- TRY IT -
Scan the material for the word "improvement", then return every line where it appears.

DATA IN THIS EXERCISE below:

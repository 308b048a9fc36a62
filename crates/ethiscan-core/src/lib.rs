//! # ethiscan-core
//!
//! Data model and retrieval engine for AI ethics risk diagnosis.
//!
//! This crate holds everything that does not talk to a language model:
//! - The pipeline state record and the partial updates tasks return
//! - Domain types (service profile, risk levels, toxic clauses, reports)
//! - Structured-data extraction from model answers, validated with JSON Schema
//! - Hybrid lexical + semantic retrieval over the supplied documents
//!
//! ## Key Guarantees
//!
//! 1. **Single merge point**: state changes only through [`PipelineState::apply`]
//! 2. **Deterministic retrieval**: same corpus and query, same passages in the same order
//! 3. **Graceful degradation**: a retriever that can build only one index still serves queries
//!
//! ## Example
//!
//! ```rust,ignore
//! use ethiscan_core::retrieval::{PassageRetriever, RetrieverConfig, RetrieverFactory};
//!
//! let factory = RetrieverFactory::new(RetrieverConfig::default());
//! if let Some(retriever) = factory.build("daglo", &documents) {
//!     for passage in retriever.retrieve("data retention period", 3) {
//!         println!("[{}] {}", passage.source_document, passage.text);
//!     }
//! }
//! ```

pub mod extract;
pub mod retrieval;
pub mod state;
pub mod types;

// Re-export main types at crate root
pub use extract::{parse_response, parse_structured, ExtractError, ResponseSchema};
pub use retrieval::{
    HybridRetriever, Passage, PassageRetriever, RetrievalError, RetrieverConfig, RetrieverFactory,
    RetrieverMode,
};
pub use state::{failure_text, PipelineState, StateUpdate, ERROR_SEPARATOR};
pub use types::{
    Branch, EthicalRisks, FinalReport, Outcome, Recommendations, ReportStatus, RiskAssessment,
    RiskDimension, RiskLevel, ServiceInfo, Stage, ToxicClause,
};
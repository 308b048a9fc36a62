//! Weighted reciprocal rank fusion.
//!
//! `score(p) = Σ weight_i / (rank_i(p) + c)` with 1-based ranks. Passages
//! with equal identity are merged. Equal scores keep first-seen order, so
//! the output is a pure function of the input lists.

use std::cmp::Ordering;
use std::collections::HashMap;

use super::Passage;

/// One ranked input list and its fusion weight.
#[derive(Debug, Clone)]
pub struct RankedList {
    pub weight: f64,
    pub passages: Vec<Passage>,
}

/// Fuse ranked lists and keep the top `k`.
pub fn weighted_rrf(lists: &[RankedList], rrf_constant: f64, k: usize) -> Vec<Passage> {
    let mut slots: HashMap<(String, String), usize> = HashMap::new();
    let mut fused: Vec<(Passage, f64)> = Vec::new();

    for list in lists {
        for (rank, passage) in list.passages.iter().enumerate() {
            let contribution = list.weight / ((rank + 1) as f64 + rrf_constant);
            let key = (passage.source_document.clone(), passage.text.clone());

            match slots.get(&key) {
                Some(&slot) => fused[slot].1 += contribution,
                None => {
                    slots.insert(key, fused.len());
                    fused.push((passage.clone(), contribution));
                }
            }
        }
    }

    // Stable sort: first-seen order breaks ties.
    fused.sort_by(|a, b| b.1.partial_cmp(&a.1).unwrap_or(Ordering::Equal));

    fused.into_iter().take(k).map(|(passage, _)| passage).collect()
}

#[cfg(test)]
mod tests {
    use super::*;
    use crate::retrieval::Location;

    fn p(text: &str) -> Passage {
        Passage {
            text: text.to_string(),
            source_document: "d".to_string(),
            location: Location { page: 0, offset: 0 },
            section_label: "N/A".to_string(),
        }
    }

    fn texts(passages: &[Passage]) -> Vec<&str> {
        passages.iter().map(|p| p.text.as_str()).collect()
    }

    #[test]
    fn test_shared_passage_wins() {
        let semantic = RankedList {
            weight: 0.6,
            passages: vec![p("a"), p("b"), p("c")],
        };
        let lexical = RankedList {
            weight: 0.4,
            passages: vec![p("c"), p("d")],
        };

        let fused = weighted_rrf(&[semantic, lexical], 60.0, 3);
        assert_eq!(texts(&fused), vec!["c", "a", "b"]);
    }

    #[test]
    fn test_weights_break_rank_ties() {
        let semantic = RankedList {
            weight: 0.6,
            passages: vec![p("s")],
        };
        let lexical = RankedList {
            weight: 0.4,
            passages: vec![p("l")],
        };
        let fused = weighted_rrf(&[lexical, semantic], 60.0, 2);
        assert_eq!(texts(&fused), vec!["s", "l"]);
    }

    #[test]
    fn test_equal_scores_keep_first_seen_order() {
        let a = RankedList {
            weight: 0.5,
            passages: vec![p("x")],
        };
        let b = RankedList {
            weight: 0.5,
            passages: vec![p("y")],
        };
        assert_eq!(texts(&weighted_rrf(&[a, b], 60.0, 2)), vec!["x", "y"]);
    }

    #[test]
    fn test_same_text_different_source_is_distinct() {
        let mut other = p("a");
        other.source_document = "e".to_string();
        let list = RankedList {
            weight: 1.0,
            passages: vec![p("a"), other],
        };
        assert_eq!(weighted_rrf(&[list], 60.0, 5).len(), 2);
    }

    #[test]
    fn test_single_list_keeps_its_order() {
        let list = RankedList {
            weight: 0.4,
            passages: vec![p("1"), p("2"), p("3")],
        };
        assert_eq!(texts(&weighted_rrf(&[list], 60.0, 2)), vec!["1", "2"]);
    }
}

End of DATA IN THIS EXERCISE.
DATA IN THIS EXERCISE below:

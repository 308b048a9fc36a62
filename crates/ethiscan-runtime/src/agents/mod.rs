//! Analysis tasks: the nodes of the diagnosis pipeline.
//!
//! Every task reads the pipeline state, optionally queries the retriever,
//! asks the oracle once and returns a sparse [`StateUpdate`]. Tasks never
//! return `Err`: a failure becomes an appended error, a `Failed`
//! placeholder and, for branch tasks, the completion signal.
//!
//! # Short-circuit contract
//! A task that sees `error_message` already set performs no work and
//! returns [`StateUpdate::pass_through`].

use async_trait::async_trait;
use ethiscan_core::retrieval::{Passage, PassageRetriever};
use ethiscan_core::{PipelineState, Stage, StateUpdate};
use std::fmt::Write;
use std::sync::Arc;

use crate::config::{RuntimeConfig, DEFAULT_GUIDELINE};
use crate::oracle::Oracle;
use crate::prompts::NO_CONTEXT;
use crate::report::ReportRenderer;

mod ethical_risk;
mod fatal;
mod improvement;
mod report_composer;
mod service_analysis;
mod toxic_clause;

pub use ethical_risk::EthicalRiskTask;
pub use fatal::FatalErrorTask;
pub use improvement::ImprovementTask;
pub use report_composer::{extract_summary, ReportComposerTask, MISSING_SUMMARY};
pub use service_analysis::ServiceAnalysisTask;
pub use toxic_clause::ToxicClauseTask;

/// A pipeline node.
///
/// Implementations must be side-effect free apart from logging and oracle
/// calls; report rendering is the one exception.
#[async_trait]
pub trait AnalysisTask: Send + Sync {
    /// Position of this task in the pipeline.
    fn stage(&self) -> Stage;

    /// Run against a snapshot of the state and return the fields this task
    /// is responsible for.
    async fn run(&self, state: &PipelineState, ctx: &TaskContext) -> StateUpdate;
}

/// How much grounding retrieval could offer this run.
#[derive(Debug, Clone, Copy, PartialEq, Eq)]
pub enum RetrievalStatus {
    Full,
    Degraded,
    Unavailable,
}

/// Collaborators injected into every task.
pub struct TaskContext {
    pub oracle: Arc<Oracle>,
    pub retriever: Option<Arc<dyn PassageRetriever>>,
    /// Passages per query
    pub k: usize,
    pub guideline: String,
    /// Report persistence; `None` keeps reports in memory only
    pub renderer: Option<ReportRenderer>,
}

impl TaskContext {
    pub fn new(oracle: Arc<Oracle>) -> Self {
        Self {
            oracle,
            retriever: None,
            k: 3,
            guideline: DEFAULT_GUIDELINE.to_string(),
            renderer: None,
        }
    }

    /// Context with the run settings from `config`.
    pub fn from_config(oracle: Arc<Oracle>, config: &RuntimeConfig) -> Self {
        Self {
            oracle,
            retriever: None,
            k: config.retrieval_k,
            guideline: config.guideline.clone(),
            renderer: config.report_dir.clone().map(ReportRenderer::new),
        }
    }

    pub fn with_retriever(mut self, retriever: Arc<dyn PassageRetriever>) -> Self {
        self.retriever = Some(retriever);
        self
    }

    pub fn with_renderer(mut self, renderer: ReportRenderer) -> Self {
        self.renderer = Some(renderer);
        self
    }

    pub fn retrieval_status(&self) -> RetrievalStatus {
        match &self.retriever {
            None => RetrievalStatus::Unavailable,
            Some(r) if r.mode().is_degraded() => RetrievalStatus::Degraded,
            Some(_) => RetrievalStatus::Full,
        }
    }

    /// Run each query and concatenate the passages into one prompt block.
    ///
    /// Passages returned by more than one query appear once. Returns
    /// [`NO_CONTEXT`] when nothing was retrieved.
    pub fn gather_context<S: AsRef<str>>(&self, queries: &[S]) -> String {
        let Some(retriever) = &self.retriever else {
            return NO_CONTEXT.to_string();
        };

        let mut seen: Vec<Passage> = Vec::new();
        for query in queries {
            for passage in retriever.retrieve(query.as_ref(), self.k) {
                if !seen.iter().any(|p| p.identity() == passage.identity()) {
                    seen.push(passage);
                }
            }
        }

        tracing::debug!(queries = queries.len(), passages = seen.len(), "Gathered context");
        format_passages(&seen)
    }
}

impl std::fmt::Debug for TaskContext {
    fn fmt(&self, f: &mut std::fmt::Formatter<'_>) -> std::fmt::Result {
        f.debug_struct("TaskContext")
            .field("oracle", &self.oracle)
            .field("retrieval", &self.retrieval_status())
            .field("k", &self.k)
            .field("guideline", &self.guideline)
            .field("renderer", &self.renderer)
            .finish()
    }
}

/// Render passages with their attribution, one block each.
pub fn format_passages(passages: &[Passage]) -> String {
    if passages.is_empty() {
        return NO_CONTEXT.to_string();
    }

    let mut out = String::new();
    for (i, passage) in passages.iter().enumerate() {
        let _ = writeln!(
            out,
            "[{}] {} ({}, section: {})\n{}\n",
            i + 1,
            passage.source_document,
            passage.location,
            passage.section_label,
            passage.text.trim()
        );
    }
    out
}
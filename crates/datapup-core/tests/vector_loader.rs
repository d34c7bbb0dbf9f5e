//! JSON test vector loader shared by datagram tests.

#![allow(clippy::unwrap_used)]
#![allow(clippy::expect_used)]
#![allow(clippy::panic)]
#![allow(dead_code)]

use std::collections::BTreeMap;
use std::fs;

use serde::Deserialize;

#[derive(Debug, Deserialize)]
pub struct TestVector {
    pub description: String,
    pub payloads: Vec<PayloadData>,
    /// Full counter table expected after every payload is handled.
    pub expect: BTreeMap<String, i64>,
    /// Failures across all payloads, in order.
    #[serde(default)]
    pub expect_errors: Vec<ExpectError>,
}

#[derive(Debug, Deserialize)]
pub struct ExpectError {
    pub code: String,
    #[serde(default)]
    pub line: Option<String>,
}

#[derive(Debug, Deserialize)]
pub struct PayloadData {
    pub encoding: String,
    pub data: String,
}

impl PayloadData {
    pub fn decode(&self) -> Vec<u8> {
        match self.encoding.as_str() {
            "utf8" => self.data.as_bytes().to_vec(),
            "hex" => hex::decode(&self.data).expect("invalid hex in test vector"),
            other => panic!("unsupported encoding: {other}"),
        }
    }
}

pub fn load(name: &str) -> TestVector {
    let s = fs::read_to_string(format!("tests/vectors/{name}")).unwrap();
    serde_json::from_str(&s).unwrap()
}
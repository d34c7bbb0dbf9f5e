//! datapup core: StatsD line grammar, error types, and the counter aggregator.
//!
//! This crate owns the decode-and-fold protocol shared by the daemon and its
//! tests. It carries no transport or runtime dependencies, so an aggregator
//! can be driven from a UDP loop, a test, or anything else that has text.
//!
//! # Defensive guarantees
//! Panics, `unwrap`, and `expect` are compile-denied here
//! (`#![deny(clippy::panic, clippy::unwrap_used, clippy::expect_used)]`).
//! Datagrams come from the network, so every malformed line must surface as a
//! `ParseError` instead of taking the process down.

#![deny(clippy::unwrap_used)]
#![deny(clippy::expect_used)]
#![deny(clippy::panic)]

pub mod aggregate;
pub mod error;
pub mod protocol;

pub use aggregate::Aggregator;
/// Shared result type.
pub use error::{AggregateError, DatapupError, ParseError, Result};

End of DATA IN THIS EXERCISE.

- EXERCISE RESULT -
mod improvement;
pub use improvement::ImprovementTask;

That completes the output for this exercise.